He is also one of the few people I know who can successfully wear two hats. A sportfisherman, he is president of the local sportfishing group and also executive director of Fenopea, a federation made up of the seven associations of small-scale commercial fishermen who fish the gulf.

Over the years, McGuinness became concerned about the dwindling populations of fish in the area’s waters. In 2009, he and Miguel Durán, an inspector with the Costa Rican Fisheries Institute (Incopesca), started a conservation project that eventually led to the Golfo Dulce last November being declared the largest “responsible fishing area” in Central America. They accomplished this by getting all the different user groups – including shrimpers, gillnetters, small-scale bottom fishermen and sportfishing groups – to sit down at the same table and agree to modify their fishing practices and tools in order to work in a more sustainable manner.
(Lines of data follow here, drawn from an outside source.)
use std::{
  boxed::Box,
  collections::{BTreeSet, VecDeque},
  vec::Vec,
};

use super::{try_vacant_slots, Deque, Error};

/// A collection that can answer whether it holds a value.
///
/// This is the companion-collection seam of [`Deque::remove_all`] and
/// [`Deque::retain_all`]. Their cost is one [`has`](Membership::has) call per
/// slot, so a hashed or ordered set keeps them close to linear.
pub trait Membership<T: ?Sized> {
  /// Returns `true` if `value` is a member of the collection.
  fn has(&self, value: &T) -> bool;
}

impl<T: PartialEq> Membership<T> for Deque<T> {
  #[inline]
  fn has(&self, value: &T) -> bool {
    self.contains(value)
  }
}

impl<T: PartialEq> Membership<T> for [T] {
  #[inline]
  fn has(&self, value: &T) -> bool {
    self.contains(value)
  }
}

impl<T: PartialEq, const N: usize> Membership<T> for [T; N] {
  #[inline]
  fn has(&self, value: &T) -> bool {
    self.contains(value)
  }
}

impl<T: PartialEq> Membership<T> for Vec<T> {
  #[inline]
  fn has(&self, value: &T) -> bool {
    self.contains(value)
  }
}

impl<T: PartialEq> Membership<T> for VecDeque<T> {
  #[inline]
  fn has(&self, value: &T) -> bool {
    self.contains(value)
  }
}

impl<T: Ord> Membership<T> for BTreeSet<T> {
  #[inline]
  fn has(&self, value: &T) -> bool {
    self.contains(value)
  }
}

#[cfg(feature = "std")]
impl<T, S> Membership<T> for std::collections::HashSet<T, S>
where
  T: Eq + core::hash::Hash,
  S: core::hash::BuildHasher,
{
  #[inline]
  fn has(&self, value: &T) -> bool {
    self.contains(value)
  }
}

impl<T> Deque<T> {
  /// Appends `value` to the back, returning `true` since the deque always
  /// changes.
  ///
  /// ## Examples
  ///
  /// ```
  /// use ring_deque::Deque;
  ///
  /// let mut deque = Deque::new();
  /// assert_eq!(deque.add("a"), Ok(true));
  /// assert_eq!(deque.back(), Some(&"a"));
  /// ```
  #[inline]
  pub fn add(&mut self, value: T) -> Result<bool, Error> {
    self.push_back(value)?;
    Ok(true)
  }

  /// Appends every value to the back in iteration order, returning whether
  /// any value was appended.
  ///
  /// If the buffer cannot grow midway, the values already appended are
  /// removed again and the error is returned.
  ///
  /// ## Examples
  ///
  /// ```
  /// use ring_deque::Deque;
  ///
  /// let mut deque = Deque::from([0]);
  /// assert_eq!(deque.add_all([1, 2]), Ok(true));
  /// assert_eq!(deque.add_all([]), Ok(false));
  /// assert_eq!(deque, Deque::from([0, 1, 2]));
  /// ```
  pub fn add_all<I: IntoIterator<Item = T>>(&mut self, values: I) -> Result<bool, Error> {
    let mut appended = 0usize;
    for value in values {
      if let Err(err) = self.push_back(value) {
        self.discard_back(appended);
        return Err(err);
      }
      appended += 1;
    }
    Ok(appended > 0)
  }

  /// Removes every element that is a member of `other`, returning whether
  /// anything was removed. Vacant slots are kept.
  ///
  /// ## Examples
  ///
  /// ```
  /// use std::collections::HashSet;
  /// use ring_deque::Deque;
  ///
  /// let mut deque = Deque::from([1, 2, 3, 4]);
  /// let odd: HashSet<i32> = [1, 3].into_iter().collect();
  /// assert_eq!(deque.remove_all(&odd), Ok(true));
  /// assert_eq!(deque, Deque::from([2, 4]));
  /// assert_eq!(deque.remove_all(&odd), Ok(false));
  /// ```
  pub fn remove_all<C>(&mut self, other: &C) -> Result<bool, Error>
  where
    C: Membership<T> + ?Sized,
  {
    self.rebuild_where(|slot| slot.as_ref().map_or(true, |value| !other.has(value)))
  }

  /// Keeps only the elements that are members of `other`, returning whether
  /// anything was removed. Vacant slots are never members and are removed.
  ///
  /// ## Examples
  ///
  /// ```
  /// use ring_deque::Deque;
  ///
  /// let mut deque = Deque::from([0, 1, 2]);
  /// assert_eq!(deque.retain_all(&[0]), Ok(true));
  /// assert_eq!(deque, Deque::from([0]));
  /// ```
  pub fn retain_all<C>(&mut self, other: &C) -> Result<bool, Error>
  where
    C: Membership<T> + ?Sized,
  {
    self.rebuild_where(|slot| slot.as_ref().is_some_and(|value| other.has(value)))
  }

  /// Copies the slots into a new boxed slice of exactly `len` entries, in
  /// logical order.
  ///
  /// ## Examples
  ///
  /// ```
  /// use ring_deque::Deque;
  ///
  /// let deque = Deque::from([7, 8]);
  /// assert_eq!(&*deque.to_array(), &[Some(7), Some(8)]);
  /// ```
  pub fn to_array(&self) -> Box<[Option<T>]>
  where
    T: Clone,
  {
    self.iter().map(|slot| slot.cloned()).collect()
  }

  /// Copies the slots into `buf` when it has room for all of them, otherwise
  /// into a new boxed slice of exactly `len` entries.
  ///
  /// Entries of `buf` past `len` are left as they were.
  ///
  /// ## Examples
  ///
  /// ```
  /// use ring_deque::Deque;
  ///
  /// let deque = Deque::from([1, 2]);
  /// let buf = vec![None, None, Some(9)].into_boxed_slice();
  /// assert_eq!(&*deque.to_array_in(buf), &[Some(1), Some(2), Some(9)]);
  ///
  /// let small = vec![None].into_boxed_slice();
  /// assert_eq!(deque.to_array_in(small).len(), 2);
  /// ```
  pub fn to_array_in(&self, mut buf: Box<[Option<T>]>) -> Box<[Option<T>]>
  where
    T: Clone,
  {
    if buf.len() < self.len() {
      return self.to_array();
    }
    for (dst, slot) in buf.iter_mut().zip(self.iter()) {
      *dst = slot.cloned();
    }
    buf
  }

  /// Rebuilds the sequence into a fresh buffer of the same length when some
  /// slot fails `keep`.
  fn rebuild_where<F>(&mut self, mut keep: F) -> Result<bool, Error>
  where
    F: FnMut(&Option<T>) -> bool,
  {
    let (front, back) = self.as_slices();
    if front.iter().chain(back).all(&mut keep) {
      return Ok(false);
    }
    let slots = try_vacant_slots(self.slots.len())?;
    self.rebuild(slots, keep);
    Ok(true)
  }
}

impl<T: PartialEq> Deque<T> {
  /// Returns `true` if some slot holds a value equal to `value`.
  ///
  /// ## Examples
  ///
  /// ```
  /// use ring_deque::Deque;
  ///
  /// let deque = Deque::from([0, 1]);
  /// assert!(deque.contains(&1));
  /// assert!(!deque.contains(&10));
  /// ```
  #[inline]
  pub fn contains(&self, value: &T) -> bool {
    self.iter().any(|slot| slot == Some(value))
  }

  /// Returns `true` if every value is contained in the deque.
  ///
  /// ## Examples
  ///
  /// ```
  /// use ring_deque::Deque;
  ///
  /// let deque = Deque::from([0, 1, 2]);
  /// assert!(deque.contains_all(&[0, 2]));
  /// assert!(!deque.contains_all(&[0, 3]));
  /// ```
  pub fn contains_all<'a, I>(&self, values: I) -> bool
  where
    I: IntoIterator<Item = &'a T>,
    T: 'a,
  {
    values.into_iter().all(|value| self.contains(value))
  }

  /// Removes the first element equal to `value`, preserving the order of the
  /// rest. Returns whether an element was removed.
  ///
  /// ## Examples
  ///
  /// ```
  /// use ring_deque::Deque;
  ///
  /// let mut deque = Deque::from([1, 2, 1]);
  /// assert_eq!(deque.remove(&1), Ok(true));
  /// assert_eq!(deque, Deque::from([2, 1]));
  /// assert_eq!(deque.remove(&5), Ok(false));
  /// ```
  pub fn remove(&mut self, value: &T) -> Result<bool, Error> {
    let Some(position) = self.iter().position(|slot| slot == Some(value)) else {
      return Ok(false);
    };
    let slots = try_vacant_slots(self.slots.len())?;
    let mut logical = 0;
    self.rebuild(slots, |_| {
      let keep = logical != position;
      logical += 1;
      keep
    });
    Ok(true)
  }
}
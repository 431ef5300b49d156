use core::{fmt, marker::PhantomData};

use serde_core::{
  de::{Error, SeqAccess, Visitor},
  Deserialize, Deserializer, Serialize, Serializer,
};

use super::Deque;

/// Upper bound on the slots reserved from an untrusted length hint.
const MAX_PREALLOCATED_SLOTS: usize = 4096;

/// Serializes the slots front to back as a sequence of options.
impl<T: Serialize> Serialize for Deque<T> {
  fn serialize<S>(&self, serializer: S) -> Result<S::Ok, S::Error>
  where
    S: Serializer,
  {
    serializer.collect_seq(self)
  }
}

impl<'de, T: Deserialize<'de>> Deserialize<'de> for Deque<T> {
  fn deserialize<D>(deserializer: D) -> Result<Self, D::Error>
  where
    D: Deserializer<'de>,
  {
    struct SeqVisitor<T> {
      marker: PhantomData<T>,
    }

    impl<'de, T> Visitor<'de> for SeqVisitor<T>
    where
      T: Deserialize<'de>,
    {
      type Value = Deque<T>;

      fn expecting(&self, formatter: &mut fmt::Formatter<'_>) -> fmt::Result {
        formatter.write_str("a sequence")
      }

      #[inline]
      fn visit_seq<A>(self, mut seq: A) -> Result<Self::Value, A::Error>
      where
        A: SeqAccess<'de>,
      {
        let mut values = Deque::new();
        if let Some(hint) = seq.size_hint() {
          values.reserve(hint.min(MAX_PREALLOCATED_SLOTS)).map_err(A::Error::custom)?;
        }

        while let Some(slot) = seq.next_element::<Option<T>>()? {
          values.push_slot(slot).map_err(A::Error::custom)?;
        }

        Ok(values)
      }
    }

    let visitor = SeqVisitor {
      marker: PhantomData,
    };
    deserializer.deserialize_seq(visitor)
  }

  fn deserialize_in_place<D>(deserializer: D, place: &mut Self) -> Result<(), D::Error>
  where
    D: Deserializer<'de>,
  {
    struct SeqInPlaceVisitor<'a, T>(&'a mut Deque<T>);

    impl<'de, T> Visitor<'de> for SeqInPlaceVisitor<'_, T>
    where
      T: Deserialize<'de>,
    {
      type Value = ();

      fn expecting(&self, formatter: &mut fmt::Formatter<'_>) -> fmt::Result {
        formatter.write_str("a sequence")
      }

      #[inline]
      fn visit_seq<A>(self, mut seq: A) -> Result<Self::Value, A::Error>
      where
        A: SeqAccess<'de>,
      {
        self.0.clear();

        while let Some(slot) = seq.next_element::<Option<T>>()? {
          self.0.push_slot(slot).map_err(A::Error::custom)?;
        }

        Ok(())
      }
    }

    deserializer.deserialize_seq(SeqInPlaceVisitor(place))
  }
}
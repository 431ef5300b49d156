use ring_deque::{Deque, Error};
use std::{cell::RefCell, rc::Rc};

#[derive(Debug)]
struct DropTracker {
  id: i32,
  log: Rc<RefCell<Vec<i32>>>,
}

impl DropTracker {
  fn new(log: &Rc<RefCell<Vec<i32>>>, id: i32) -> Self {
    Self {
      id,
      log: Rc::clone(log),
    }
  }
}

impl PartialEq for DropTracker {
  fn eq(&self, other: &Self) -> bool {
    self.id == other.id
  }
}

impl Drop for DropTracker {
  fn drop(&mut self) {
    self.log.borrow_mut().push(self.id);
  }
}

fn main() -> Result<(), Error> {
  let mut list = Deque::new();
  list.push_back(1)?;
  list.push_back(2)?;
  list.push_back(3)?;
  list.push_front(0)?;
  for i in 0..4 {
    assert_eq!(list.get(i)?, Some(&(i as i32)));
  }
  println!("{list}");

  list.push_back(5)?;
  while let Some(&first) = list.front() {
    assert!(list.remove(&first)?);
  }
  assert!(list.is_empty());
  assert!(!list.contains(&0));

  let mut list: Deque<i32> = (0..9).collect();
  let other = Deque::from([9]);
  assert!(list.add_all(other.elements().copied())?);
  assert_eq!(list.get(9)?, Some(&9));
  assert!(list.remove_all(&other)?);
  assert!(list.retain_all(&[0])?);
  assert_eq!(list.set(0, 1)?, Some(0));
  assert_eq!(list.at(0)?, Some(&1));

  let mut list = Deque::new();
  for i in 0..100 {
    list.push_back(i)?;
    list.push_front(i)?;
  }
  assert_eq!(list.pop_front()?, Some(99));
  assert_eq!(list.pop_back()?, Some(99));
  for _ in 0..79 {
    list.pop_front()?;
    list.pop_back()?;
  }
  assert_eq!((list.len(), list.get(0)?, list.get(-1)?), (40, Some(&19), Some(&19)));

  let mut sized = Deque::<u8>::with_len(4)?;
  sized.push_back(1)?;
  assert_eq!((sized.len(), sized.at(0)?), (5, None));
  println!("{sized}");

  let collector = Deque::collector();
  let squares = collector.reduce((1..=12).map(|n| n * n))?;
  assert_eq!(squares.back(), Some(&144));

  let drops = Rc::new(RefCell::new(Vec::new()));
  {
    let mut deque = Deque::new();
    for id in 0..4 {
      deque.push_back(DropTracker::new(&drops, id))?;
    }
    for id in 4..8 {
      deque.push_front(DropTracker::new(&drops, id))?;
    }

    let members = [DropTracker::new(&drops, 2), DropTracker::new(&drops, 6)];
    assert!(deque.remove_all(&members)?);
    assert_eq!(deque.len(), 6);
    drop(members);

    while deque.len() > 3 {
      deque.pop_front()?;
    }
    assert!(deque.pop_back()?.is_some());
  }

  let mut dropped = drops.borrow().clone();
  dropped.sort();
  assert_eq!(dropped, [0, 1, 2, 2, 3, 4, 5, 6, 6, 7]);

  println!("all scenarios passed");
  Ok(())
}
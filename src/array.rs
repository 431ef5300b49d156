use generic_array::{ArrayLength, GenericArray};

use super::Deque;

impl<T, N: ArrayLength> From<GenericArray<T, N>> for Deque<T> {
  /// Appends the array elements in order to a new deque.
  ///
  /// ## Examples
  ///
  /// ```
  /// use ring_deque::{Deque, GenericArray, typenum::U3};
  ///
  /// let array: GenericArray<u8, U3> = GenericArray::from_array([1, 2, 3]);
  /// let deque = Deque::from(array);
  /// assert_eq!(deque.get(-1), Ok(Some(&3)));
  /// ```
  fn from(array: GenericArray<T, N>) -> Self {
    array.into_iter().collect()
  }
}

/// Exports the slots of a deque whose length is exactly `N`, handing the
/// deque back otherwise.
impl<T, N: ArrayLength> TryFrom<Deque<T>> for GenericArray<Option<T>, N> {
  type Error = Deque<T>;

  fn try_from(deque: Deque<T>) -> Result<Self, Deque<T>> {
    if deque.len() != N::USIZE {
      return Err(deque);
    }
    Ok(deque.into_iter().collect())
  }
}
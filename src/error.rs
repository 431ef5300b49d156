use core::fmt::{Display, Formatter};

/// Errors of [`Deque`](crate::Deque).
#[derive(Clone, Copy, Debug, PartialEq, Eq)]
pub enum Error {
  /// An index resolved outside the valid range of the deque.
  OutOfRange {
    /// The index after negative indices were translated.
    index: isize,
    /// Length of the deque at the time of the call.
    len: usize,
  },
  /// A pop was attempted on an empty deque.
  Underflow,
  /// The ring buffer could not be reallocated.
  AllocationFailure {
    /// Number of slots the failed allocation asked for.
    requested: usize,
  },
}

impl Display for Error {
  #[inline]
  fn fmt(&self, f: &mut Formatter<'_>) -> core::fmt::Result {
    match self {
      Self::OutOfRange { index, len } => write!(f, "index {index} out of range for length {len}"),
      Self::Underflow => f.write_str("pop from an empty deque"),
      Self::AllocationFailure { requested } => {
        write!(f, "failed to allocate a ring buffer of {requested} slots")
      }
    }
  }
}

impl core::error::Error for Error {}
Meanwhile, up the coast at Malpaís on the Nicoya Peninsula, Demian Geneau was opening his first seafood delicatessen and retail store, Product c, with his brother Stephane and sister Samantha (TT, Jan. 9, 2009). As executive chef at Santa Teresa’s Florblanca Hotel for seven years, Geneau had become frustrated at the lack of availability of fresh seafood in Costa Rica.

“I’m in a country with two beautiful oceans on either side, and I could not buy fresh tuna for the restaurant because all of it was being exported out of the country,” Geneau says.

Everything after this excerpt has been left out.